[Task to carry out]
Copy every line from the data below in which the string "DashboardContext" can be found.
------------------------------------------------------------------------
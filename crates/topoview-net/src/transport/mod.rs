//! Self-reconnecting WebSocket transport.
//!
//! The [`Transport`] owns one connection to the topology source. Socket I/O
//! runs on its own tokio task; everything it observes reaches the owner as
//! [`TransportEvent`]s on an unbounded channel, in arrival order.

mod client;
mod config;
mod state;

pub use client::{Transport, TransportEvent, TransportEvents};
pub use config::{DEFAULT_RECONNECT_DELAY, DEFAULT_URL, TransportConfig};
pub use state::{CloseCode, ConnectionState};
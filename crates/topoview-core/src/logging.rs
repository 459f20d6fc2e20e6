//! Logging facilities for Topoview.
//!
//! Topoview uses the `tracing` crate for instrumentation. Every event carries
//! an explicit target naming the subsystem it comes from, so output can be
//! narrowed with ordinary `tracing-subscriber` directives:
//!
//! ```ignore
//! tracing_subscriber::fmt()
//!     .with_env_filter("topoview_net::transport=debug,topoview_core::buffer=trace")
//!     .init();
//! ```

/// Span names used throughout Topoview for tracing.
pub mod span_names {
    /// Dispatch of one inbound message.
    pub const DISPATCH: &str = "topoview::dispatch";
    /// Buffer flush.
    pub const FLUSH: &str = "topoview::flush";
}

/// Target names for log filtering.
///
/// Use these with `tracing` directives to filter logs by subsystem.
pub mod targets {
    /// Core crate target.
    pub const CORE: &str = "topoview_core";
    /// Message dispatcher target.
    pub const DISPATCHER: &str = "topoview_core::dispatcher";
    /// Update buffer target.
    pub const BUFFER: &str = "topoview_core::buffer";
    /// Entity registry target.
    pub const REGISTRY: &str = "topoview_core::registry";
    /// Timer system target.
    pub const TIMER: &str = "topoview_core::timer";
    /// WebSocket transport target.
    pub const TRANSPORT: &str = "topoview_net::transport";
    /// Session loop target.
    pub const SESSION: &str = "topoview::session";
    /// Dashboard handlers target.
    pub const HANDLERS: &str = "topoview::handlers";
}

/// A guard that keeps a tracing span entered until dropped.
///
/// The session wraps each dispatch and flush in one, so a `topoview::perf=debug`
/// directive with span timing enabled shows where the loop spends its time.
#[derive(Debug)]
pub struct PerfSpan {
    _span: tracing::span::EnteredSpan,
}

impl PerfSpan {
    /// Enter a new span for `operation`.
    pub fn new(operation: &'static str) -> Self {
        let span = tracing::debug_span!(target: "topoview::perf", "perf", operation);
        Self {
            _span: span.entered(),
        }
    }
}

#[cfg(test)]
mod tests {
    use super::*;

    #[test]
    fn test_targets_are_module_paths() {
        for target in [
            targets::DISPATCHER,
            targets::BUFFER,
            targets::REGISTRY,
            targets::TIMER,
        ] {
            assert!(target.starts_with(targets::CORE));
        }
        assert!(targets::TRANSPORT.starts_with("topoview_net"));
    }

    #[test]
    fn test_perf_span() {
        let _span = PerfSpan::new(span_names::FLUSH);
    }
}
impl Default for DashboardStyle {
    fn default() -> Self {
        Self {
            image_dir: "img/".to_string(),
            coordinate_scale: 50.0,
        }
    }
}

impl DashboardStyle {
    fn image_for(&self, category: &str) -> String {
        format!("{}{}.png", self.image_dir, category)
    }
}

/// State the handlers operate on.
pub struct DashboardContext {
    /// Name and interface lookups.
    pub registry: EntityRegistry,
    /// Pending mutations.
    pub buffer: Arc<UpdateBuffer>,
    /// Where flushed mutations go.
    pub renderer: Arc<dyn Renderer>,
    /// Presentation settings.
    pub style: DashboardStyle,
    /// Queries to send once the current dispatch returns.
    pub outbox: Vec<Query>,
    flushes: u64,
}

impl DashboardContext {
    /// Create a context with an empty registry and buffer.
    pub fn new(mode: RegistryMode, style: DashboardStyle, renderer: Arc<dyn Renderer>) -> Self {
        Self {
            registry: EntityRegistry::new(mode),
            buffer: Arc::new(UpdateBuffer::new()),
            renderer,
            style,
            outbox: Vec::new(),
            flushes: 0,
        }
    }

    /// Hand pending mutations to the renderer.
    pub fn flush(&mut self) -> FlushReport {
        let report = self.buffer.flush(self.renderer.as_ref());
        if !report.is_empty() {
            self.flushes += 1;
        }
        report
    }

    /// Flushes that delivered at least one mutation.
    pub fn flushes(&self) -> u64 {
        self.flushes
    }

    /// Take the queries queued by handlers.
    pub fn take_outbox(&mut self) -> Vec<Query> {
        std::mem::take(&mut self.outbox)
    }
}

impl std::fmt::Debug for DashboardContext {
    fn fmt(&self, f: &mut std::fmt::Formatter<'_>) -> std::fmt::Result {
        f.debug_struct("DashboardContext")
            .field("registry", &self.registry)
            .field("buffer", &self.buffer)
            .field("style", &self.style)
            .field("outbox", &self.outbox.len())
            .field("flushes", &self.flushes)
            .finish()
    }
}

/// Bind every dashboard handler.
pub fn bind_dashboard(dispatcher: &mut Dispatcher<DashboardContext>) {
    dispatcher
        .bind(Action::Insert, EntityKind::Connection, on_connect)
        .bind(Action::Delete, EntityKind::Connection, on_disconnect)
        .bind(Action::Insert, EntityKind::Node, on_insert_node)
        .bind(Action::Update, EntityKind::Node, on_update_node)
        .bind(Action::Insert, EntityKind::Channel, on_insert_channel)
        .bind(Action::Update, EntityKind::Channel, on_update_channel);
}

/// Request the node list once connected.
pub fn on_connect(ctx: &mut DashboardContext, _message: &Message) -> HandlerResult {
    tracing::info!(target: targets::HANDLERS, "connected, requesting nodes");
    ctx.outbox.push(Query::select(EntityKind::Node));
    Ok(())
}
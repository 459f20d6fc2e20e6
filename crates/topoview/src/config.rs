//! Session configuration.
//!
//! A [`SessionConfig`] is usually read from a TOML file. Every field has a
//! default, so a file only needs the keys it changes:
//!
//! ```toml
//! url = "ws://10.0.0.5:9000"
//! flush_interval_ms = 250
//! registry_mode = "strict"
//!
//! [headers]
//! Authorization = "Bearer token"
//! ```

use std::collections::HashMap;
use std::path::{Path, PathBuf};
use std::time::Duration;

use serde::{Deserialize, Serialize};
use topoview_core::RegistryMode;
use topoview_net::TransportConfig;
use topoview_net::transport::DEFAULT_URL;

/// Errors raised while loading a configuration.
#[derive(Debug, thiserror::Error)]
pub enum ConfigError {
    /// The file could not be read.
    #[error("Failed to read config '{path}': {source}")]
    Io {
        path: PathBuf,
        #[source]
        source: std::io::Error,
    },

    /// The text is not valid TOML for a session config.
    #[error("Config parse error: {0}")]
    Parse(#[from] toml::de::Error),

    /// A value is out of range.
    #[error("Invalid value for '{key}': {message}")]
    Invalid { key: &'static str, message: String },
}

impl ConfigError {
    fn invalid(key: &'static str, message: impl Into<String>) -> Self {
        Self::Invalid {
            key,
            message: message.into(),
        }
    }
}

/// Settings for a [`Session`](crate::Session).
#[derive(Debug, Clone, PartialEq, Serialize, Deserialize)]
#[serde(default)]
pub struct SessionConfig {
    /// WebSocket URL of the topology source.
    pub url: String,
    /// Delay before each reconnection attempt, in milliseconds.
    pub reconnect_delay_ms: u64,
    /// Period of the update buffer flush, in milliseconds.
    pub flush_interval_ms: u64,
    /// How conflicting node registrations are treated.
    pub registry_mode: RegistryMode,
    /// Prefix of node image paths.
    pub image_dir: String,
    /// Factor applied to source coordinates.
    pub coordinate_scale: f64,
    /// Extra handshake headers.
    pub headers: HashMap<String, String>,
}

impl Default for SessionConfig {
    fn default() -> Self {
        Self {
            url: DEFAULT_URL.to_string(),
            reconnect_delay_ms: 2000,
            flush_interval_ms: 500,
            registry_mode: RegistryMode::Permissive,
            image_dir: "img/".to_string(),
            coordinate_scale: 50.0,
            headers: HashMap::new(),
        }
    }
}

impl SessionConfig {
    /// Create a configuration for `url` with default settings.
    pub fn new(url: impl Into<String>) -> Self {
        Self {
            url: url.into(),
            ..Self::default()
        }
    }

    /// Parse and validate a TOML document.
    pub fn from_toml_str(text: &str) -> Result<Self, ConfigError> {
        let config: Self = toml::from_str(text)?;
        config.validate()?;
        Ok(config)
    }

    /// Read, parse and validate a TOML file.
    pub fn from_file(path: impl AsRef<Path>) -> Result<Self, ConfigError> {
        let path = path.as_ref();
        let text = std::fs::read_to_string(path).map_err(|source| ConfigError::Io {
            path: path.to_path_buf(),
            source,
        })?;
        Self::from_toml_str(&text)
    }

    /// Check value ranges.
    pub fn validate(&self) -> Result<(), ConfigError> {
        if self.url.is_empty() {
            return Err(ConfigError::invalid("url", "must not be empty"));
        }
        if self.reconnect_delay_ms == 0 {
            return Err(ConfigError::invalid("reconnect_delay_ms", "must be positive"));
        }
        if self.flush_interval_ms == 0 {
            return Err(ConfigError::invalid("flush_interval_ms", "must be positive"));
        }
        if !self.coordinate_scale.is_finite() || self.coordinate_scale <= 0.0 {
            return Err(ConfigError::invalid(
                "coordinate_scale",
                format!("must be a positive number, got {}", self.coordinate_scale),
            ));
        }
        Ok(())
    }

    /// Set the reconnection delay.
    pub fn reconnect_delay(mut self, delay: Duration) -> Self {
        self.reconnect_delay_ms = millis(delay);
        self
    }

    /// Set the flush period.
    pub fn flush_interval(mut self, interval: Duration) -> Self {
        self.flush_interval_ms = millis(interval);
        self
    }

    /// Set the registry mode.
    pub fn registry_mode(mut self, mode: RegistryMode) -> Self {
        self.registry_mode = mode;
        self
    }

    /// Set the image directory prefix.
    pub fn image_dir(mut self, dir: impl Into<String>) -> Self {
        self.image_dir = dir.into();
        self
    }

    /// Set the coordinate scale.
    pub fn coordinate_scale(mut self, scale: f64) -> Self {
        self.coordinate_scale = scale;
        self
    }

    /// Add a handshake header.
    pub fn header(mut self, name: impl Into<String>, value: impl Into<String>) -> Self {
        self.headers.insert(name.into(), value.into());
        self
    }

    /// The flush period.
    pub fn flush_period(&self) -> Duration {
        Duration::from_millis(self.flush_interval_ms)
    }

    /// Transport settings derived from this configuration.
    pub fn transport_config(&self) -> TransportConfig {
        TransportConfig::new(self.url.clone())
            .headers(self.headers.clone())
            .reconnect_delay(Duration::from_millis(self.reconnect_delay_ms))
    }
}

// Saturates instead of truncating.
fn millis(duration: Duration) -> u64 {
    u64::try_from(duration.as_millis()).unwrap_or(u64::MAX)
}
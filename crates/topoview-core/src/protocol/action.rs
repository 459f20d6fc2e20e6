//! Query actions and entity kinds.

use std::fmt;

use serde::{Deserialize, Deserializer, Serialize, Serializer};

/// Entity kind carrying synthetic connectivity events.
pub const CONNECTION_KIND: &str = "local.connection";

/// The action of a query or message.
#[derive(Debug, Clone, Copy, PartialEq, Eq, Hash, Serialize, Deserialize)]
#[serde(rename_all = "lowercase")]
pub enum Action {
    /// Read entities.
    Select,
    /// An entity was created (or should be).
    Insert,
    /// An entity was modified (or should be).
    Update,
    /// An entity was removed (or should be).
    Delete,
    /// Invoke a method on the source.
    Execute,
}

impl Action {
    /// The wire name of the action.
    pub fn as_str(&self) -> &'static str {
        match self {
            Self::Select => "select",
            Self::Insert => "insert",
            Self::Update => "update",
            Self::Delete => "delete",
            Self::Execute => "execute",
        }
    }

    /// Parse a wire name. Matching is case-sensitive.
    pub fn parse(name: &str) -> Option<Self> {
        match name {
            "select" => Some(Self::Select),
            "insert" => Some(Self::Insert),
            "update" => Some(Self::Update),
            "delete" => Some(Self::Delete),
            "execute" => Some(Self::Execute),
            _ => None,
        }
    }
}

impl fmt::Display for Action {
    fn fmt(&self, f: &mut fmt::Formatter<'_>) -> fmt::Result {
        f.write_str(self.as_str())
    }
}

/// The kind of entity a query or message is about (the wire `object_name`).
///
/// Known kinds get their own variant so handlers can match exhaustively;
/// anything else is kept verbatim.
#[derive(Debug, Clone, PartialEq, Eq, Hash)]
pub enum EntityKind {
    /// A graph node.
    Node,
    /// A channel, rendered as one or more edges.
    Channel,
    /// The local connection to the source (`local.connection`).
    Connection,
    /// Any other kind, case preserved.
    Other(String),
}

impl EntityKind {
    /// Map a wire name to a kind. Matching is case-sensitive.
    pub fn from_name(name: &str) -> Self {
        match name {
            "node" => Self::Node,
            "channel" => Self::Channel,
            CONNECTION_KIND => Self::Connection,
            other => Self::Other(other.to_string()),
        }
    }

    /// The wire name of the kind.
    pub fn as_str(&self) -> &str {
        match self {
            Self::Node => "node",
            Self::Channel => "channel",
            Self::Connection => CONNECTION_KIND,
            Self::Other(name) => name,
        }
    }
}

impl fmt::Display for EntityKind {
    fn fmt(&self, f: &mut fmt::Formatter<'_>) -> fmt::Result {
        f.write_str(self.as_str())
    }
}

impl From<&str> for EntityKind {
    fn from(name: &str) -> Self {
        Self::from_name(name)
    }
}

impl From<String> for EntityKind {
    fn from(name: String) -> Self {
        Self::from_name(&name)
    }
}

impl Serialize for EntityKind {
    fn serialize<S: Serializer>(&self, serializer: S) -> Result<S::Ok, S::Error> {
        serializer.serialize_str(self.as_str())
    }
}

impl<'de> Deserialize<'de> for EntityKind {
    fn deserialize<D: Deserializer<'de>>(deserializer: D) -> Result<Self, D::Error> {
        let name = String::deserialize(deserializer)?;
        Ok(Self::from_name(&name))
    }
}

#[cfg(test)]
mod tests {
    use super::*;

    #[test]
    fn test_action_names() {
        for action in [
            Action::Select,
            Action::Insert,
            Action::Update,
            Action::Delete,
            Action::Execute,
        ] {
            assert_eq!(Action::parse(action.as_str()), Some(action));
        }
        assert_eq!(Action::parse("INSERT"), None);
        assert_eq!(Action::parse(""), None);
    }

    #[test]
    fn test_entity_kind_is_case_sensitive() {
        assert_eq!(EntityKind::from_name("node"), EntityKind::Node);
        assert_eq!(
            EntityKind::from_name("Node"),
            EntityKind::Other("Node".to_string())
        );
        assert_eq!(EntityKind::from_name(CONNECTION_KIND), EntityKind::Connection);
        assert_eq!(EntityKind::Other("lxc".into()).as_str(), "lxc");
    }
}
------------------------------------------------------------------------
[Exercise response]
pub struct DashboardContext {
impl DashboardContext {
impl std::fmt::Debug for DashboardContext {
        f.debug_struct("DashboardContext")
pub fn bind_dashboard(dispatcher: &mut Dispatcher<DashboardContext>) {
pub fn on_connect(ctx: &mut DashboardContext, _message: &Message) -> HandlerResult {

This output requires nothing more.